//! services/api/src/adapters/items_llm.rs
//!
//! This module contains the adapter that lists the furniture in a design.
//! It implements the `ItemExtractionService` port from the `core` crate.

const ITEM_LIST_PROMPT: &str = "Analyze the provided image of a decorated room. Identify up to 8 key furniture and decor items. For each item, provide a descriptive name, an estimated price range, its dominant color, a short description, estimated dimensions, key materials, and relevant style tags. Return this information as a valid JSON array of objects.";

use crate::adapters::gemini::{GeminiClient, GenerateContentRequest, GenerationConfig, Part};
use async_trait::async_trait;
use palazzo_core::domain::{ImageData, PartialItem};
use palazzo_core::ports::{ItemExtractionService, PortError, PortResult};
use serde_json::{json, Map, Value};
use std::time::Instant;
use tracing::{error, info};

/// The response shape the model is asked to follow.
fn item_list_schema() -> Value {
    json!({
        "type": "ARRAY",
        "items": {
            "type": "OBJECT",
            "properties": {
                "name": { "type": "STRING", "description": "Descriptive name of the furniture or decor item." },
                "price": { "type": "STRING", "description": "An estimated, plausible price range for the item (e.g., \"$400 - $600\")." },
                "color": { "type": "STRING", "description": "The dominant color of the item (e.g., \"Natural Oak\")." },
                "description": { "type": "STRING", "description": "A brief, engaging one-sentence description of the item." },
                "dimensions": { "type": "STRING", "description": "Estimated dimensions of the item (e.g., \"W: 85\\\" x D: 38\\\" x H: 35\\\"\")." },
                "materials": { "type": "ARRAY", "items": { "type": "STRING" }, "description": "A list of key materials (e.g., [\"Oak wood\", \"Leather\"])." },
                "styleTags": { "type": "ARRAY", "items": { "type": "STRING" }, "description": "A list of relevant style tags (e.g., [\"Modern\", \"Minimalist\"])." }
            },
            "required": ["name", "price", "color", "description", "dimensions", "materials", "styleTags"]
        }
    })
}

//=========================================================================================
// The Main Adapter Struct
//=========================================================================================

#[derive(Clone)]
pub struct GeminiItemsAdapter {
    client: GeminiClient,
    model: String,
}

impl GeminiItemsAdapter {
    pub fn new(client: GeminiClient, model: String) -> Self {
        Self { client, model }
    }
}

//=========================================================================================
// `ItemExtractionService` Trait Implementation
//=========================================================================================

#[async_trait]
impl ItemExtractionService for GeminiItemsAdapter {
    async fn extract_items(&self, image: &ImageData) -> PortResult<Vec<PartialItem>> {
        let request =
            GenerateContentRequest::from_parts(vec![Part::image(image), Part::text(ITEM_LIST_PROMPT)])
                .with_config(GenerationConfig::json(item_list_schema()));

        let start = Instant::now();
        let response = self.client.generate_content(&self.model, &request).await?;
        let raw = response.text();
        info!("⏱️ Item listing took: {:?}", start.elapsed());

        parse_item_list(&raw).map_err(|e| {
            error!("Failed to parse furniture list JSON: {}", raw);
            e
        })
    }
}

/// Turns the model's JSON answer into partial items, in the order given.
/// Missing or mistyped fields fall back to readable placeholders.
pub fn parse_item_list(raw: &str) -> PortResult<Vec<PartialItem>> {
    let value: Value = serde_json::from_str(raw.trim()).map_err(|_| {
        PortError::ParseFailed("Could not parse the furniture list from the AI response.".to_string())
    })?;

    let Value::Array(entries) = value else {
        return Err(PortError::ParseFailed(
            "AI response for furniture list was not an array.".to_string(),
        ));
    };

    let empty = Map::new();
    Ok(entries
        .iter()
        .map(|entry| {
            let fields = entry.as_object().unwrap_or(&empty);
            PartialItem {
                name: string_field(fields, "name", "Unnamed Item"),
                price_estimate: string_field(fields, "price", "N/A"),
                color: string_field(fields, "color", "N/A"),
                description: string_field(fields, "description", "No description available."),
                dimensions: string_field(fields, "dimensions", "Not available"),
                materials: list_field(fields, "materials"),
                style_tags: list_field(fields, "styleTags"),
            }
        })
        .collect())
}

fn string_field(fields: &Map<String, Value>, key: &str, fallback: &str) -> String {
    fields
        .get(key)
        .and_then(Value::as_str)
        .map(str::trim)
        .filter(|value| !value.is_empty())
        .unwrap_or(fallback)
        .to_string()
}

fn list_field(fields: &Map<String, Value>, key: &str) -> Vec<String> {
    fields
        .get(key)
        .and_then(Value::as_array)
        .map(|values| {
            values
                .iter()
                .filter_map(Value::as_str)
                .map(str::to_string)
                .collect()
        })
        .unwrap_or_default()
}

> [EXERCISE OBJECTIVE]:
Report every line of the records that contains the word "GenerateContentRequest".

> [TASK RESULT]:
use crate::adapters::gemini::{GeminiClient, GenerateContentRequest, GenerationConfig, Part};
            GenerateContentRequest::from_parts(vec![Part::image(image), Part::text(ITEM_LIST_PROMPT)])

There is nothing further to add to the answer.